DIRECTIONS:
In the listing beneath this line, copy exactly the lines starting with the one containing "let dir = tempdir().unwrap();" and going on through the one containing "let err = FetchError::Status(500);".

SUPPLIED MATERIAL:
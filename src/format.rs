//! Value Formatting
//!
//! Renders fetched values for display:
//! - `format_currency`: magnitude-abbreviated dollar amounts
//! - `format_time` / `format_clock`: zero-padded 24-hour timestamps
//! - `display_value`: plain string form of any JSON value
//!
//! Numeric parsing is lenient: the longest numeric prefix of a string
//! counts (`"42.5 USD"` is 42.5), so feeds that quote their numbers still
//! chart and format.

use chrono::Timelike;
use serde_json::Value;

/// Shown wherever a selected path does not resolve
pub const MISSING_PLACEHOLDER: &str = "N/A";

/// Lenient numeric reading of a JSON value
///
/// Numbers are taken as-is; strings are parsed by their longest numeric
/// prefix after leading whitespace; an array reads as its first element.
/// Booleans, `null`, objects, and non-finite results are not numeric.
pub fn numeric_value(value: &Value) -> Option<f64> {
    let num = match value {
        Value::Number(n) => n.as_f64(),
        Value::String(s) => parse_float_lenient(s),
        Value::Array(items) => items.first().and_then(numeric_value),
        Value::Null | Value::Bool(_) | Value::Object(_) => None,
    }?;

    num.is_finite().then_some(num)
}

/// Parse the longest decimal prefix of `input`
///
/// Accepts an optional sign, digits with an optional fraction, and an
/// optional exponent. Trailing garbage is ignored.
pub fn parse_float_lenient(input: &str) -> Option<f64> {
    let s = input.trim_start();
    let bytes = s.as_bytes();
    let len = bytes.len();
    let count_digits = |from: usize| bytes[from..].iter().take_while(|b| b.is_ascii_digit()).count();

    let mut end = 0;
    if matches!(bytes.first(), Some(b'+') | Some(b'-')) {
        end = 1;
    }

    let int_digits = count_digits(end);
    end += int_digits;
    let mut mantissa_digits = int_digits;

    if end < len && bytes[end] == b'.' {
        let frac_digits = count_digits(end + 1);
        if int_digits + frac_digits > 0 {
            end += 1 + frac_digits;
            mantissa_digits += frac_digits;
        }
    }

    if mantissa_digits == 0 {
        return None;
    }

    if end < len && (bytes[end] == b'e' || bytes[end] == b'E') {
        let mut exp_end = end + 1;
        if exp_end < len && (bytes[exp_end] == b'+' || bytes[exp_end] == b'-') {
            exp_end += 1;
        }
        let exp_digits = count_digits(exp_end);
        if exp_digits > 0 {
            end = exp_end + exp_digits;
        }
    }

    s[..end].parse::<f64>().ok()
}

/// Render a value as an abbreviated currency amount
///
/// Values that do not read as numbers come back in their string form.
pub fn format_currency(value: &Value) -> String {
    match numeric_value(value) {
        Some(num) => format_amount(num),
        None => display_value(value),
    }
}

/// [`format_currency`] for a path that may not have resolved
pub fn format_currency_opt(value: Option<&Value>) -> String {
    value
        .map(format_currency)
        .unwrap_or_else(|| MISSING_PLACEHOLDER.to_string())
}

/// Abbreviate a number: B / M / K above a thousand, six decimals below one
pub fn format_amount(num: f64) -> String {
    if num >= 1_000_000_000.0 {
        format!("${:.2}B", round_half_up(num / 1_000_000_000.0, 2))
    } else if num >= 1_000_000.0 {
        format!("${:.2}M", round_half_up(num / 1_000_000.0, 2))
    } else if num >= 1_000.0 {
        format!("${:.2}K", round_half_up(num / 1_000.0, 2))
    } else if num > 0.0 && num < 1.0 {
        format!("${:.6}", round_half_up(num, 6))
    } else {
        format!("${}", group_thousands(&format!("{:.2}", round_half_up(num, 2))))
    }
}

/// Round to `decimals` places with ties away from zero
///
/// `{:.N}` alone rounds exact ties to even (`1.125` would show as `1.12`).
fn round_half_up(value: f64, decimals: i32) -> f64 {
    let factor = 10f64.powi(decimals);
    (value * factor).round() / factor
}

/// Insert `,` separators into the integer part of a plain decimal string
fn group_thousands(formatted: &str) -> String {
    let (sign, unsigned) = match formatted.strip_prefix('-') {
        Some(rest) => ("-", rest),
        None => ("", formatted),
    };
    let (int_part, frac_part) = match unsigned.split_once('.') {
        Some((i, f)) => (i, Some(f)),
        None => (unsigned, None),
    };

    let mut grouped = String::with_capacity(int_part.len() + int_part.len() / 3);
    for (i, ch) in int_part.chars().enumerate() {
        if i > 0 && (int_part.len() - i) % 3 == 0 {
            grouped.push(',');
        }
        grouped.push(ch);
    }

    match frac_part {
        Some(f) => format!("{}{}.{}", sign, grouped, f),
        None => format!("{}{}", sign, grouped),
    }
}

/// Plain string form of a value
///
/// Strings are shown without quotes, integral numbers without a fraction,
/// containers as compact JSON.
pub fn display_value(value: &Value) -> String {
    match value {
        Value::String(s) => s.clone(),
        Value::Number(n) => match n.as_f64() {
            Some(f) if n.is_f64() && f.fract() == 0.0 && f.abs() < 1e15 => {
                format!("{}", f as i64)
            }
            _ => n.to_string(),
        },
        Value::Null => "null".to_string(),
        Value::Bool(b) => b.to_string(),
        Value::Array(_) | Value::Object(_) => value.to_string(),
    }
}

/// [`display_value`] for a path that may not have resolved
pub fn display_value_opt(value: Option<&Value>) -> String {
    value
        .map(display_value)
        .unwrap_or_else(|| MISSING_PLACEHOLDER.to_string())
}

/// Zero-padded 24-hour `HH:MM`
pub fn format_time<T: Timelike>(time: &T) -> String {
    format!("{:02}:{:02}", time.hour(), time.minute())
}

/// Zero-padded 24-hour `HH:MM:SS`, used for "last updated" stamps
pub fn format_clock<T: Timelike>(time: &T) -> String {
    format!(
        "{:02}:{:02}:{:02}",
        time.hour(),
        time.minute(),
        time.second()
    )
}

#[cfg(test)]
mod tests {
    use super::*;
    use chrono::NaiveTime;
    use serde_json::json;

    #[test]
    fn test_format_currency_examples() {
        assert_eq!(format_currency(&json!(999)), "$999.00");
        assert_eq!(format_currency(&json!(1500)), "$1.50K");
        assert_eq!(format_currency(&json!(2_500_000)), "$2.50M");
        assert_eq!(format_currency(&json!(0.0000123)), "$0.000012");
        assert_eq!(format_currency(&json!("abc")), "abc");
    }

    #[test]
    fn test_format_currency_ranges() {
        assert_eq!(format_currency(&json!(3_210_000_000u64)), "$3.21B");
        assert_eq!(format_currency(&json!(0)), "$0.00");
        assert_eq!(format_currency(&json!(1)), "$1.00");
        assert_eq!(format_currency(&json!(0.5)), "$0.500000");
        assert_eq!(format_currency(&json!(-1234.5)), "$-1,234.50");
        assert_eq!(format_currency(&json!(-12)), "$-12.00");
    }

    #[test]
    fn test_format_currency_rounds_ties_up() {
        assert_eq!(format_currency(&json!(1125)), "$1.13K");
        assert_eq!(format_currency(&json!(2_125_000)), "$2.13M");
        assert_eq!(format_currency(&json!(10.125)), "$10.13");
        assert_eq!(format_currency(&json!(-10.125)), "$-10.13");
    }

    #[test]
    fn test_format_currency_lenient_strings() {
        assert_eq!(format_currency(&json!("1500")), "$1.50K");
        assert_eq!(format_currency(&json!("  42.5 USD")), "$42.50");
        assert_eq!(format_currency(&json!(["7"])), "$7.00");
        assert_eq!(format_currency(&json!(true)), "true");
        assert_eq!(format_currency(&Value::Null), "null");
        assert_eq!(format_currency_opt(None), MISSING_PLACEHOLDER);
    }

    #[test]
    fn test_parse_float_lenient() {
        assert_eq!(parse_float_lenient("12abc"), Some(12.0));
        assert_eq!(parse_float_lenient(".5"), Some(0.5));
        assert_eq!(parse_float_lenient("-3.25e2x"), Some(-325.0));
        assert_eq!(parse_float_lenient("1e"), Some(1.0));
        assert_eq!(parse_float_lenient("0x10"), Some(0.0));
        assert_eq!(parse_float_lenient("abc"), None);
        assert_eq!(parse_float_lenient("."), None);
        assert_eq!(parse_float_lenient("-"), None);
        assert_eq!(parse_float_lenient(""), None);
    }

    #[test]
    fn test_non_finite_is_not_numeric() {
        assert_eq!(numeric_value(&json!("1e999")), None);
        assert_eq!(format_currency(&json!("1e999")), "1e999");
    }

    #[test]
    fn test_group_thousands() {
        assert_eq!(group_thousands("999.00"), "999.00");
        assert_eq!(group_thousands("-1234567.89"), "-1,234,567.89");
        assert_eq!(group_thousands("100"), "100");
    }

    #[test]
    fn test_display_value() {
        assert_eq!(display_value(&json!("BTC")), "BTC");
        assert_eq!(display_value(&json!(1.0)), "1");
        assert_eq!(display_value(&json!(1.25)), "1.25");
        assert_eq!(display_value(&json!({"a": 1})), r#"{"a":1}"#);
        assert_eq!(display_value_opt(None), MISSING_PLACEHOLDER);
    }

    #[test]
    fn test_format_time() {
        let t = NaiveTime::from_hms_opt(7, 5, 9).unwrap();
        assert_eq!(format_time(&t), "07:05");
        assert_eq!(format_clock(&t), "07:05:09");

        let t = NaiveTime::from_hms_opt(23, 59, 0).unwrap();
        assert_eq!(format_time(&t), "23:59");
    }
}
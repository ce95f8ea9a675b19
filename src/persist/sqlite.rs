//! SQLite backend - a single `kv` table
//!
//! Useful when the state directory is shared with other tooling that
//! prefers one database file over loose JSON files.

use crate::persist::{KeyValueBackend, PersistError, PersistResult};
use rusqlite::{params, Connection, OpenFlags, OptionalExtension};
use std::path::{Path, PathBuf};
use std::sync::Mutex;

/// SQLite-backed key-value store
pub struct SqliteBackend {
    conn: Mutex<Connection>,
    path: Option<PathBuf>,
}

impl SqliteBackend {
    /// Open or create `<data_dir>/finboard.db`
    pub fn open(data_dir: &Path) -> PersistResult<Self> {
        std::fs::create_dir_all(data_dir)?;
        let path = data_dir.join("finboard.db");

        let conn = Connection::open_with_flags(
            &path,
            OpenFlags::SQLITE_OPEN_READ_WRITE
                | OpenFlags::SQLITE_OPEN_CREATE
                | OpenFlags::SQLITE_OPEN_NO_MUTEX,
        )?;

        conn.execute_batch(
            "
            PRAGMA journal_mode = WAL;
            PRAGMA synchronous = NORMAL;
            ",
        )?;

        Self::with_connection(conn, Some(path))
    }

    /// In-memory database, for tests and dry runs
    pub fn in_memory() -> PersistResult<Self> {
        Self::with_connection(Connection::open_in_memory()?, None)
    }

    fn with_connection(conn: Connection, path: Option<PathBuf>) -> PersistResult<Self> {
        conn.execute(
            "CREATE TABLE IF NOT EXISTS kv (
                key TEXT PRIMARY KEY NOT NULL,
                value TEXT NOT NULL,
                updated_at INTEGER NOT NULL
            )",
            [],
        )?;

        Ok(Self {
            conn: Mutex::new(conn),
            path,
        })
    }

    /// Database file, `None` for in-memory databases
    pub fn path(&self) -> Option<&Path> {
        self.path.as_deref()
    }

    fn lock(&self) -> PersistResult<std::sync::MutexGuard<'_, Connection>> {
        self.conn
            .lock()
            .map_err(|e| PersistError::Lock(e.to_string()))
    }
}

impl KeyValueBackend for SqliteBackend {
    fn get(&self, key: &str) -> PersistResult<Option<String>> {
        let conn = self.lock()?;
        let value = conn
            .query_row("SELECT value FROM kv WHERE key = ?", params![key], |row| {
                row.get::<_, String>(0)
            })
            .optional()?;
        Ok(value)
    }

    fn set(&self, key: &str, value: &str) -> PersistResult<()> {
        let conn = self.lock()?;
        conn.execute(
            "INSERT OR REPLACE INTO kv (key, value, updated_at) VALUES (?, ?, ?)",
            params![key, value, chrono::Utc::now().timestamp_millis()],
        )?;
        Ok(())
    }

    fn remove(&self, key: &str) -> PersistResult<()> {
        let conn = self.lock()?;
        conn.execute("DELETE FROM kv WHERE key = ?", params![key])?;
        Ok(())
    }

    fn name(&self) -> &'static str {
        "sqlite"
    }
}

#[cfg(test)]
mod tests {
    use super::*;
    use tempfile::tempdir;

    #[test]
    fn test_in_memory_round_trip() {
        let backend = SqliteBackend::in_memory().unwrap();
        assert_eq!(backend.get("k").unwrap(), None);

        backend.set("k", "one").unwrap();
        backend.set("k", "two").unwrap();
        assert_eq!(backend.get("k").unwrap().as_deref(), Some("two"));

        backend.remove("k").unwrap();
        assert_eq!(backend.get("k").unwrap(), None);
    }

    #[test]
    fn test_survives_reopen() {
        let dir = tempdir().unwrap();
        {
            let backend = SqliteBackend::open(dir.path()).unwrap();
            backend.set("finboard-storage", "{\"widgets\":[]}").unwrap();
            assert!(backend.path().unwrap().exists());
        }

        let backend = SqliteBackend::open(dir.path()).unwrap();
        assert_eq!(
            backend.get("finboard-storage").unwrap().as_deref(),
            Some("{\"widgets\":[]}")
        );
    }
}
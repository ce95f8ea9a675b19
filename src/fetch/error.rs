//! Fetch error types
//!
//! Every way a data fetch can fail collapses into one of three kinds, each
//! with a displayable message.

use thiserror::Error;

/// Errors produced while fetching a widget's document
#[derive(Error, Debug, Clone, PartialEq)]
pub enum FetchError {
    /// The request could not be sent or no response arrived
    #[error("Failed to fetch data: {0}")]
    Transport(String),

    /// The endpoint answered with a non-2xx status
    #[error("HTTP error! status: {0}")]
    Status(u16),

    /// The response body is not valid JSON
    #[error("Invalid JSON response: {0}")]
    Parse(String),
}

/// Discriminant of a [`FetchError`]
#[derive(Debug, Clone, Copy, PartialEq, Eq)]
pub enum FetchErrorKind {
    Transport,
    Status,
    Parse,
}

impl FetchError {
    pub fn kind(&self) -> FetchErrorKind {
        match self {
            FetchError::Transport(_) => FetchErrorKind::Transport,
            FetchError::Status(_) => FetchErrorKind::Status,
            FetchError::Parse(_) => FetchErrorKind::Parse,
        }
    }

    /// HTTP status code, for status errors
    pub fn status(&self) -> Option<u16> {
        match self {
            FetchError::Status(code) => Some(*code),
            _ => None,
        }
    }
}

impl From<serde_json::Error> for FetchError {
    fn from(err: serde_json::Error) -> Self {
        FetchError::Parse(err.to_string())
    }
}

/// Result type alias for fetch operations
pub type FetchResult<T> = Result<T, FetchError>;

#[cfg(test)]
mod tests {
    use super::*;

    #[test]
    fn test_error_display() {
        let err = FetchError::Status(500);
        assert_eq!(err.to_string(), "HTTP error! status: 500");
        assert_eq!(err.status(), Some(500));
        assert_eq!(err.kind(), FetchErrorKind::Status);

        let err = FetchError::Transport("connection refused".into());
        assert_eq!(err.to_string(), "Failed to fetch data: connection refused");
        assert_eq!(err.status(), None);
    }

    #[test]
    fn test_json_error_conversion() {
        let json_err = serde_json::from_str::<serde_json::Value>("not json").unwrap_err();
        let err: FetchError = json_err.into();
        assert_eq!(err.kind(), FetchErrorKind::Parse);
    }
}
//! Text rendering of widgets
//!
//! Produces the terminal view of a widget for each display mode. Missing
//! paths render as [`MISSING_PLACEHOLDER`] and never fail.

use crate::format::{display_value, display_value_opt, format_currency, numeric_value, MISSING_PLACEHOLDER};
use crate::json::path::resolve_opt;
use crate::widget::{DisplayMode, History, WidgetData};
use serde_json::Value;
use std::fmt::Write;

const TABLE_MAX_COLUMNS: usize = 4;
const TABLE_MAX_ROWS: usize = 10;
const SPARK_LEVELS: [char; 8] = ['▁', '▂', '▃', '▄', '▅', '▆', '▇', '█'];

/// Render a widget with its refresh state
///
/// `error` is the latest refresh failure, shown instead of content.
pub fn render_widget(widget: &WidgetData, error: Option<&str>, history: &History) -> String {
    let mut out = render_header(widget);

    if let Some(message) = error {
        out.push_str("  Failed to update\n");
        let _ = writeln!(out, "  {}", message);
        return out;
    }

    let Some(document) = widget.last_data.as_ref() else {
        out.push_str("  Initializing connection...\n");
        return out;
    };

    match widget.config.display_mode {
        DisplayMode::Card => render_card(widget, document, &mut out),
        DisplayMode::Table => render_table(widget, document, &mut out),
        DisplayMode::Chart => render_chart(widget, document, history, &mut out),
    }

    out
}

fn render_header(widget: &WidgetData) -> String {
    let mut header = format!(
        "{} [{} | {}s refresh",
        widget.config.name, widget.config.display_mode, widget.config.refresh_interval
    );
    if widget.is_loading {
        header.push_str(" | loading");
    }
    if !widget.last_updated.is_empty() {
        let _ = write!(header, " | updated {}", widget.last_updated);
    }
    header.push_str("]\n");
    header
}

fn render_card(widget: &WidgetData, document: &Value, out: &mut String) {
    for (i, field) in widget.config.selected_fields.iter().enumerate() {
        let value = resolve_opt(Some(document), &field.path);
        let shown = match value {
            Some(v) if numeric_value(v).is_some() => format_currency(v),
            other => display_value_opt(other),
        };

        let marker = if i == 0 { "  * Live" } else { "" };
        let _ = writeln!(out, "  {}: {}{}", field.display_label(), shown, marker);
    }
}

fn render_table(widget: &WidgetData, document: &Value, out: &mut String) {
    let rows = widget.config.selected_fields.iter().find_map(|f| {
        match resolve_opt(Some(document), &f.path) {
            Some(Value::Array(items)) => Some(items),
            _ => None,
        }
    });

    match rows {
        Some(rows) => render_rows(rows, out),
        None => {
            for field in &widget.config.selected_fields {
                let value = display_value_opt(resolve_opt(Some(document), &field.path));
                let _ = writeln!(out, "  {:<16} {}", field.display_label().to_uppercase(), value);
            }
        }
    }
}

fn render_rows(rows: &[Value], out: &mut String) {
    let keys: Vec<&String> = match rows.first() {
        Some(Value::Object(first)) => first.keys().take(TABLE_MAX_COLUMNS).collect(),
        _ => Vec::new(),
    };

    let (headers, cells): (Vec<String>, Vec<Vec<String>>) = if keys.is_empty() {
        (
            vec!["value".to_string()],
            rows.iter()
                .take(TABLE_MAX_ROWS)
                .map(|row| vec![display_value(row)])
                .collect(),
        )
    } else {
        (
            keys.iter().map(|k| k.replacen('_', " ", 1)).collect(),
            rows.iter()
                .take(TABLE_MAX_ROWS)
                .map(|row| {
                    keys.iter()
                        .map(|k| display_value_opt(row.get(k.as_str())))
                        .collect()
                })
                .collect(),
        )
    };

    let mut widths: Vec<usize> = headers.iter().map(|h| h.chars().count()).collect();
    for row in &cells {
        for (width, cell) in widths.iter_mut().zip(row) {
            *width = (*width).max(cell.chars().count());
        }
    }

    write_row(out, &headers, &widths);
    let rule: Vec<String> = widths.iter().map(|w| "-".repeat(*w)).collect();
    write_row(out, &rule, &widths);
    for row in &cells {
        write_row(out, row, &widths);
    }
}

fn write_row(out: &mut String, cells: &[String], widths: &[usize]) {
    out.push(' ');
    for (cell, width) in cells.iter().zip(widths) {
        let pad = width.saturating_sub(cell.chars().count());
        let _ = write!(out, " {}{}", cell, " ".repeat(pad));
    }
    out.push('\n');
}

fn render_chart(widget: &WidgetData, document: &Value, history: &History, out: &mut String) {
    if history.len() > 1 {
        let values = history.values();
        let _ = writeln!(out, "  {}", sparkline(&values));
        if let (Some(first), Some(last)) = (history.iter().next(), history.latest()) {
            let _ = writeln!(out, "  {} .. {} ({} points)", first.time, last.time, history.len());
        }
    } else {
        out.push_str("  Collecting data points...\n");
    }

    let primary = widget.config.primary_field();
    let label = primary
        .map(|f| f.display_label())
        .unwrap_or_else(|| "Value".to_string());
    let value = primary
        .and_then(|f| resolve_opt(Some(document), &f.path))
        .map(format_currency)
        .unwrap_or_else(|| MISSING_PLACEHOLDER.to_string());

    let _ = writeln!(out, "  {}: {}", label.to_uppercase(), value);
}

/// One block character per value, scaled between the series min and max
pub fn sparkline(values: &[f64]) -> String {
    let min = values.iter().copied().fold(f64::INFINITY, f64::min);
    let max = values.iter().copied().fold(f64::NEG_INFINITY, f64::max);
    let span = max - min;
    let top = (SPARK_LEVELS.len() - 1) as f64;

    values
        .iter()
        .map(|v| {
            let level = if span > 0.0 {
                (((v - min) / span) * top).round() as usize
            } else {
                SPARK_LEVELS.len() / 2
            };
            SPARK_LEVELS[level.min(SPARK_LEVELS.len() - 1)]
        })
        .collect()
}
//! JSON Data Shaping
//!
//! Turns arbitrary fetched documents into addressable fields:
//!
//! - **flatten**: walk a document into `(path, value, type)` leaves
//! - **path**: resolve a dotted path against a document
//! - **explorer**: search flattened leaves and toggle field selections
//!
//! # Paths
//!
//! ```text
//! {"data": {"rates": {"USD": 1.0}, "tags": ["a", "b"]}}
//!
//!   data.rates.USD   number
//!   data.tags        array   (arrays are leaves, never recursed into)
//! ```

pub mod explorer;
pub mod flatten;
pub mod path;

pub use explorer::{preview, search, toggle_field};
pub use flatten::{flatten, FieldType, FlattenedField};
pub use path::resolve;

ANSWER TO THIS EXERCISE:
        let dir = tempdir().unwrap();
        {
            let backend = SqliteBackend::open(dir.path()).unwrap();
            backend.set("finboard-storage", "{\"widgets\":[]}").unwrap();
            assert!(backend.path().unwrap().exists());
        }

        let backend = SqliteBackend::open(dir.path()).unwrap();
        assert_eq!(
            backend.get("finboard-storage").unwrap().as_deref(),
            Some("{\"widgets\":[]}")
        );
    }
}
repository ce95f8ea9a675b19
filename src/fetch/error.rs
//! Fetch error types
//!
//! Every way a data fetch can fail collapses into one of three kinds, each
//! with a displayable message.

use thiserror::Error;

/// Errors produced while fetching a widget's document
#[derive(Error, Debug, Clone, PartialEq)]
pub enum FetchError {
    /// The request could not be sent or no response arrived
    #[error("Failed to fetch data: {0}")]
    Transport(String),

    /// The endpoint answered with a non-2xx status
    #[error("HTTP error! status: {0}")]
    Status(u16),

    /// The response body is not valid JSON
    #[error("Invalid JSON response: {0}")]
    Parse(String),
}

/// Discriminant of a [`FetchError`]
#[derive(Debug, Clone, Copy, PartialEq, Eq)]
pub enum FetchErrorKind {
    Transport,
    Status,
    Parse,
}

impl FetchError {
    pub fn kind(&self) -> FetchErrorKind {
        match self {
            FetchError::Transport(_) => FetchErrorKind::Transport,
            FetchError::Status(_) => FetchErrorKind::Status,
            FetchError::Parse(_) => FetchErrorKind::Parse,
        }
    }

    /// HTTP status code, for status errors
    pub fn status(&self) -> Option<u16> {
        match self {
            FetchError::Status(code) => Some(*code),
            _ => None,
        }
    }
}

impl From<serde_json::Error> for FetchError {
    fn from(err: serde_json::Error) -> Self {
        FetchError::Parse(err.to_string())
    }
}

/// Result type alias for fetch operations
pub type FetchResult<T> = Result<T, FetchError>;

#[cfg(test)]
mod tests {
    use super::*;

    #[test]
    fn test_error_display() {
        let err = FetchError::Status(500);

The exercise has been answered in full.